More than one third of ovarian cancer patients present with ascites at diagnosis, and almost all have ascites at recurrence. The presence of ascites correlates with the peritoneal spread of ovarian cancer and is associated with poor disease prognosis. Malignant ascites acts as a reservoir of a complex mixture of soluble factors and cellular components which provide a pro-inflammatory and tumor-promoting microenvironment for the tumor cells. Subpopulations of these tumor cells exhibit cancer stem-like phenotypes, possess enhanced resistance to therapies and the capacity for distal metastatic spread and recurrent disease. Thus, ascites-derived malignant cells and the ascites microenvironment represent a major source of morbidity and mortality for ovarian cancer patients.
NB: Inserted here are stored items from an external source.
use super::{BucketLeapArray, BucketWrap, MetricBucket};
use crate::base::{
    check_validity_for_reuse_statistic, MetricEvent, ReadStat, DEFAULT_STATISTIC_MAX_RT,
};
use crate::utils::curr_time_millis;
use crate::Result;
use std::sync::Arc;

/// SlidingWindowMetric is a read-only view on a BucketLeapArray,
/// several of which might be associated with the same inner BucketLeapArray.
/// It does not store any data, it re-slices the buckets of the inner array
/// into a shorter interval, e.g. the per-second view on a resource's 10s statistic.
#[derive(Debug)]
pub struct SlidingWindowMetric {
    bucket_len_ms: u32,
    sample_count: u32,
    interval_ms: u32,
    inner: Arc<BucketLeapArray>,
}

impl SlidingWindowMetric {
    pub fn new(sample_count: u32, interval_ms: u32, inner: Arc<BucketLeapArray>) -> Result<Self> {
        check_validity_for_reuse_statistic(
            sample_count,
            interval_ms,
            inner.sample_count(),
            inner.interval_ms(),
        )?;
        Ok(SlidingWindowMetric {
            bucket_len_ms: interval_ms / sample_count,
            sample_count,
            interval_ms,
            inner,
        })
    }

    pub fn interval_ms(&self) -> u32 {
        self.interval_ms
    }

    pub fn sample_count(&self) -> u32 {
        self.sample_count
    }

    pub fn bucket_len_ms(&self) -> u32 {
        self.bucket_len_ms
    }

    /// Get the start time range of the bucket for the provided time.
    /// The actual time span is: [start, end + bucket_len_ms).
    pub(crate) fn bucket_start_range(&self, t_ms: u64) -> (u64, u64) {
        let end = self.inner.calculate_start_stamp(t_ms);
        let start = (end + self.inner.bucket_len_ms() as u64)
            .saturating_sub(self.interval_ms as u64);
        (start, end)
    }

    pub(crate) fn satisfied_buckets(&self, now: u64) -> Vec<Arc<BucketWrap<MetricBucket>>> {
        let (start, end) = self.bucket_start_range(now);
        self.inner
            .get_valid_values_conditional(now, &move |curr: u64| start <= curr && curr <= end)
    }

    pub fn interval_s(&self) -> f64 {
        self.interval_ms as f64 / 1000.0
    }

    pub fn sum_with_time(&self, now: u64, event: MetricEvent) -> u64 {
        self.satisfied_buckets(now)
            .iter()
            .map(|b| b.value().get(event))
            .sum()
    }

    pub fn qps_with_time(&self, now: u64, event: MetricEvent) -> f64 {
        self.sum_with_time(now, event) as f64 / self.interval_s()
    }

    pub fn max_of_single_bucket_with_time(&self, now: u64, event: MetricEvent) -> u64 {
        self.satisfied_buckets(now)
            .iter()
            .map(|b| b.value().get(event))
            .max()
            .unwrap_or(0)
    }

    pub fn max_of_single_bucket(&self, event: MetricEvent) -> u64 {
        self.max_of_single_bucket_with_time(curr_time_millis(), event)
    }

    pub fn max_concurrency(&self) -> u32 {
        self.satisfied_buckets(curr_time_millis())
            .iter()
            .map(|b| b.value().max_concurrency())
            .max()
            .unwrap_or(0)
    }

    pub fn avg_rt_with_time(&self, now: u64) -> f64 {
        let completed = self.sum_with_time(now, MetricEvent::Complete);
        if completed == 0 {
            0f64
        } else {
            self.sum_with_time(now, MetricEvent::Rt) as f64 / completed as f64
        }
    }

    pub fn min_rt_with_time(&self, now: u64) -> f64 {
        self.satisfied_buckets(now)
            .iter()
            .map(|b| b.value().min_rt())
            .fold(DEFAULT_STATISTIC_MAX_RT, u64::min) as f64
    }
}

impl ReadStat for SlidingWindowMetric {
    fn qps(&self, event: MetricEvent) -> f64 {
        self.qps_with_time(curr_time_millis(), event)
    }

    fn qps_previous(&self, event: MetricEvent) -> f64 {
        self.qps_with_time(
            curr_time_millis().saturating_sub(self.bucket_len_ms as u64),
            event,
        )
    }

    fn sum(&self, event: MetricEvent) -> u64 {
        self.sum_with_time(curr_time_millis(), event)
    }

    fn avg_rt(&self) -> f64 {
        self.avg_rt_with_time(curr_time_millis())
    }

    fn min_rt(&self) -> f64 {
        self.min_rt_with_time(curr_time_millis())
    }
}

#[cfg(test)]
mod test {
    use super::*;
    const SAMPLE_COUNT: u32 = 20;
    const BUCKET_LEN_MS: u32 = 500; // 500 ms
    const INTERVAL_MS: u32 = BUCKET_LEN_MS * SAMPLE_COUNT; // 10 s

    fn inner() -> Arc<BucketLeapArray> {
        Arc::new(BucketLeapArray::new(SAMPLE_COUNT, INTERVAL_MS).unwrap())
    }

    #[test]
    fn new() {
        assert!(SlidingWindowMetric::new(4, 2000, inner()).is_ok());
        assert!(SlidingWindowMetric::new(0, 0, inner()).is_err());
        assert!(SlidingWindowMetric::new(4, 2001, inner()).is_err());
        assert!(SlidingWindowMetric::new(2, 2002, inner()).is_err());
        assert!(SlidingWindowMetric::new(4, 200000, inner()).is_err());
    }

    #[test]
    fn start_range() {
        // (sample_count, interval_ms, inner_sample_count, inner_interval_ms, now, start, end)
        let testcases = [
            (4, 2000, 20, 10000, 1578416556900u64, 1578416555000u64, 1578416556500u64),
            (2, 1000, 20, 10000, 1578416556900, 1578416556000, 1578416556500),
            (1, 2000, 10, 10000, 1578416556900, 1578416555000, 1578416556000),
            (1, 10000, 10, 20000, 1578416556900, 1578416548000, 1578416556000),
            (2, 1000, 20, 10000, 1578416556500, 1578416556000, 1578416556500),
        ];
        for (sample_count, interval_ms, inner_count, inner_interval, now, start, end) in testcases {
            let swm = SlidingWindowMetric::new(
                sample_count,
                interval_ms,
                Arc::new(BucketLeapArray::new(inner_count, inner_interval).unwrap()),
            )
            .unwrap();
            assert_eq!(swm.bucket_start_range(now), (start, end));
        }
    }

    #[test]
    fn per_second_view() {
        let arr = inner();
        let swm = SlidingWindowMetric::new(2, 1000, arr.clone()).unwrap();
        let now = 1578416556900u64;
        // outside the last second
        arr.add_count_with_time(now - 1500, MetricEvent::Pass, 7);
        // inside the last second
        arr.add_count_with_time(now - 600, MetricEvent::Pass, 2);
        arr.add_count_with_time(now, MetricEvent::Pass, 3);
        arr.add_count_with_time(now, MetricEvent::Complete, 2);
        arr.add_count_with_time(now, MetricEvent::Rt, 30);
        arr.add_count_with_time(now - 600, MetricEvent::Complete, 1);
        arr.add_count_with_time(now - 600, MetricEvent::Rt, 12);

        assert_eq!(swm.sum_with_time(now, MetricEvent::Pass), 5);
        assert_eq!(swm.qps_with_time(now, MetricEvent::Pass), 5.0);
        assert_eq!(swm.max_of_single_bucket_with_time(now, MetricEvent::Pass), 3);
        assert_eq!(swm.avg_rt_with_time(now), 42.0 / 3.0);
        assert_eq!(swm.min_rt_with_time(now), 12.0);
        assert_eq!(arr.count_with_time(now, MetricEvent::Pass), 12);
    }
}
This review focuses on recent advances in our understanding of the molecular, cellular, and functional characteristics of the cellular populations within ascites and discusses their contributions to ovarian cancer metastasis, chemoresistance, and recurrence. We highlight in particular recent translational findings which have used primary ascites-derived tumor cells as a tool to understand the pathogenesis of the disease, yielding new insights and targets for therapeutic manipulation.

Highlights

  • Ovarian cancer has the highest mortality rate of all gynecological cancers worldwide and is frequently (>75%) diagnosed at an advanced-stage [1]

  • More than one third of ovarian cancer patients present with malignant ascites at diagnosis; development of ascites is a fundamental part of chemoresistant and recurrent disease [2, 3]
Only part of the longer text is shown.